Extracted records:
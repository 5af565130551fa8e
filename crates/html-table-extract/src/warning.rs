#[derive(Debug, Clone, PartialEq, Eq)]
pub enum WarningCode {
    NoTablesDetected,
    MissingHeaders,
    RowWidthMismatch,
}

#[derive(Debug, Clone, PartialEq, Eq)]
pub struct ExtractWarning {
    pub code: WarningCode,
    pub message: String,
    pub table: Option<usize>,
    pub row: Option<usize>,
}

impl ExtractWarning {
    #[must_use]
    pub fn new(code: WarningCode, message: impl Into<String>) -> Self {
        Self {
            code,
            message: message.into(),
            table: None,
            row: None,
        }
    }

    #[must_use]
    pub fn with_table(mut self, table: usize) -> Self {
        self.table = Some(table);
        self
    }

    #[must_use]
    pub fn with_row(mut self, row: usize) -> Self {
        self.row = Some(row);
        self
    }
}
use serde::{Deserialize, Serialize};
use url::Url;

pub const DEFAULT_SOURCE_BASE_URL: &str = "http://vitibrasil.cnpuv.embrapa.br/index.php";
pub const DEFAULT_ACCESS_TOKEN_TTL_SECONDS: i64 = 15 * 60;
pub const SOURCE_OPTION_QUERY_KEY: &str = "opcao";

/// Data sets published by the source site, one per route.
#[derive(Debug, Clone, Copy, PartialEq, Eq)]
pub enum Report {
    Producao,
    Processamento,
    Comercializacao,
    Importacao,
    Exportacao,
}

impl Report {
    pub const ALL: [Self; 5] = [
        Self::Producao,
        Self::Processamento,
        Self::Comercializacao,
        Self::Importacao,
        Self::Exportacao,
    ];

    pub const fn path(self) -> &'static str {
        match self {
            Self::Producao => "/producao",
            Self::Processamento => "/processamento",
            Self::Comercializacao => "/comercializacao",
            Self::Importacao => "/importacao",
            Self::Exportacao => "/exportacao",
        }
    }

    /// Value of the source site's `opcao` query parameter.
    pub const fn source_option(self) -> &'static str {
        match self {
            Self::Producao => "opt_02",
            Self::Processamento => "opt_03",
            Self::Comercializacao => "opt_04",
            Self::Importacao => "opt_05",
            Self::Exportacao => "opt_06",
        }
    }

    pub const fn label(self) -> &'static str {
        match self {
            Self::Producao => "production",
            Self::Processamento => "processing",
            Self::Comercializacao => "commercialization",
            Self::Importacao => "import",
            Self::Exportacao => "export",
        }
    }

    pub fn source_url(self, base_url: &str) -> Result<Url, url::ParseError> {
        let mut url = Url::parse(base_url)?;
        url.query_pairs_mut()
            .append_pair(SOURCE_OPTION_QUERY_KEY, self.source_option());
        Ok(url)
    }
}

#[derive(Debug, Clone, Serialize, Deserialize, PartialEq, Eq)]
pub struct AccessTokenResponse {
    pub access_token: String,
}

#[derive(Debug, Clone, Serialize, Deserialize, PartialEq, Eq)]
pub struct ErrorResponse {
    pub code: String,
    pub message: String,
}
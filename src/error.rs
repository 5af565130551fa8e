use std::fmt::{Display, Formatter};

use html_table_extract::ExtractError;
use worker::{Response, Result};

use crate::models::ErrorResponse;

#[derive(Debug)]
pub enum ApiError {
    Unauthorized(String),
    Upstream(String),
    NoData(String),
    Internal(String),
}

impl ApiError {
    pub fn code(&self) -> &'static str {
        match self {
            Self::Unauthorized(_) => "unauthorized",
            Self::Upstream(_) => "upstream_error",
            Self::NoData(_) => "no_data",
            Self::Internal(_) => "internal_error",
        }
    }

    pub fn message(&self) -> &str {
        match self {
            Self::Unauthorized(message)
            | Self::Upstream(message)
            | Self::NoData(message)
            | Self::Internal(message) => message,
        }
    }

    pub fn status_code(&self) -> u16 {
        match self {
            Self::Unauthorized(_) => 401,
            Self::Upstream(_) => 502,
            Self::NoData(_) | Self::Internal(_) => 500,
        }
    }

    pub fn to_error_response(&self) -> ErrorResponse {
        ErrorResponse {
            code: self.code().to_string(),
            message: self.message().to_string(),
        }
    }

    pub fn into_response(self) -> Result<Response> {
        let mut response = Response::from_json(&self.to_error_response())?;
        response.headers_mut().set("Cache-Control", "no-store")?;
        Ok(response.with_status(self.status_code()))
    }
}

impl Display for ApiError {
    fn fmt(&self, f: &mut Formatter<'_>) -> std::fmt::Result {
        write!(f, "{}: {}", self.code(), self.message())
    }
}

impl std::error::Error for ApiError {}

impl From<worker::Error> for ApiError {
    fn from(error: worker::Error) -> Self {
        Self::Internal(error.to_string())
    }
}

impl From<url::ParseError> for ApiError {
    fn from(error: url::ParseError) -> Self {
        Self::Internal(format!("invalid source URL: {error}"))
    }
}

impl From<ExtractError> for ApiError {
    fn from(error: ExtractError) -> Self {
        match error {
            ExtractError::Decode { .. } | ExtractError::UnknownEncoding(_) => {
                Self::Upstream(format!("failed to decode source page: {error}"))
            }
            ExtractError::Io(_) | ExtractError::Json(_) => Self::Internal(error.to_string()),
        }
    }
}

● **WHAT IS EXPECTED**: For the records above, restate every line word for word.

● **WRITTEN SOLUTION**:
repository 5af565130551fa8e
filename crates/html-table-extract/src/warning.rs
#[derive(Debug, Clone, PartialEq, Eq)]
pub enum WarningCode {
    NoTablesDetected,
    MissingHeaders,
    RowWidthMismatch,
}

#[derive(Debug, Clone, PartialEq, Eq)]
pub struct ExtractWarning {
    pub code: WarningCode,
    pub message: String,
    pub table: Option<usize>,
    pub row: Option<usize>,
}

impl ExtractWarning {
    #[must_use]
    pub fn new(code: WarningCode, message: impl Into<String>) -> Self {
        Self {
            code,
            message: message.into(),
            table: None,
            row: None,
        }
    }

    #[must_use]
    pub fn with_table(mut self, table: usize) -> Self {
        self.table = Some(table);
        self
    }

    #[must_use]
    pub fn with_row(mut self, row: usize) -> Self {
        self.row = Some(row);
        self
    }
}
use serde::{Deserialize, Serialize};
use url::Url;

pub const DEFAULT_SOURCE_BASE_URL: &str = "http://vitibrasil.cnpuv.embrapa.br/index.php";
pub const DEFAULT_ACCESS_TOKEN_TTL_SECONDS: i64 = 15 * 60;
pub const SOURCE_OPTION_QUERY_KEY: &str = "opcao";

/// Data sets published by the source site, one per route.
#[derive(Debug, Clone, Copy, PartialEq, Eq)]
pub enum Report {
    Producao,
    Processamento,
    Comercializacao,
    Importacao,
    Exportacao,
}

impl Report {
    pub const ALL: [Self; 5] = [
        Self::Producao,
        Self::Processamento,
        Self::Comercializacao,
        Self::Importacao,
        Self::Exportacao,
    ];

    pub const fn path(self) -> &'static str {
        match self {
            Self::Producao => "/producao",
            Self::Processamento => "/processamento",
            Self::Comercializacao => "/comercializacao",
            Self::Importacao => "/importacao",
            Self::Exportacao => "/exportacao",
        }
    }

    /// Value of the source site's `opcao` query parameter.
    pub const fn source_option(self) -> &'static str {
        match self {
            Self::Producao => "opt_02",
            Self::Processamento => "opt_03",
            Self::Comercializacao => "opt_04",
            Self::Importacao => "opt_05",
            Self::Exportacao => "opt_06",
        }
    }

    pub const fn label(self) -> &'static str {
        match self {
            Self::Producao => "production",
            Self::Processamento => "processing",
            Self::Comercializacao => "commercialization",
            Self::Importacao => "import",
            Self::Exportacao => "export",
        }
    }

    pub fn source_url(self, base_url: &str) -> Result<Url, url::ParseError> {
        let mut url = Url::parse(base_url)?;
        url.query_pairs_mut()
            .append_pair(SOURCE_OPTION_QUERY_KEY, self.source_option());
        Ok(url)
    }
}

#[derive(Debug, Clone, Serialize, Deserialize, PartialEq, Eq)]
pub struct AccessTokenResponse {
    pub access_token: String,
}

#[derive(Debug, Clone, Serialize, Deserialize, PartialEq, Eq)]
pub struct ErrorResponse {
    pub code: String,
    pub message: String,
}
filename src/error.rs
repository 5af565130551fa8e
use std::fmt::{Display, Formatter};

use html_table_extract::ExtractError;
use worker::{Response, Result};

use crate::models::ErrorResponse;

#[derive(Debug)]
pub enum ApiError {
    Unauthorized(String),
    Upstream(String),
    NoData(String),
    Internal(String),
}

impl ApiError {
    pub fn code(&self) -> &'static str {
        match self {
            Self::Unauthorized(_) => "unauthorized",
            Self::Upstream(_) => "upstream_error",
            Self::NoData(_) => "no_data",
            Self::Internal(_) => "internal_error",
        }
    }

    pub fn message(&self) -> &str {
        match self {
            Self::Unauthorized(message)
            | Self::Upstream(message)
            | Self::NoData(message)
            | Self::Internal(message) => message,
        }
    }

    pub fn status_code(&self) -> u16 {
        match self {
            Self::Unauthorized(_) => 401,
            Self::Upstream(_) => 502,
            Self::NoData(_) | Self::Internal(_) => 500,
        }
    }

    pub fn to_error_response(&self) -> ErrorResponse {
        ErrorResponse {
            code: self.code().to_string(),
            message: self.message().to_string(),
        }
    }

    pub fn into_response(self) -> Result<Response> {
        let mut response = Response::from_json(&self.to_error_response())?;
        response.headers_mut().set("Cache-Control", "no-store")?;
        Ok(response.with_status(self.status_code()))
    }
}

impl Display for ApiError {
    fn fmt(&self, f: &mut Formatter<'_>) -> std::fmt::Result {
        write!(f, "{}: {}", self.code(), self.message())
    }
}

impl std::error::Error for ApiError {}

impl From<worker::Error> for ApiError {
    fn from(error: worker::Error) -> Self {
        Self::Internal(error.to_string())
    }
}

impl From<url::ParseError> for ApiError {
    fn from(error: url::ParseError) -> Self {
        Self::Internal(format!("invalid source URL: {error}"))
    }
}

impl From<ExtractError> for ApiError {
    fn from(error: ExtractError) -> Self {
        match error {
            ExtractError::Decode { .. } | ExtractError::UnknownEncoding(_) => {
                Self::Upstream(format!("failed to decode source page: {error}"))
            }
            ExtractError::Io(_) | ExtractError::Json(_) => Self::Internal(error.to_string()),
        }
    }
}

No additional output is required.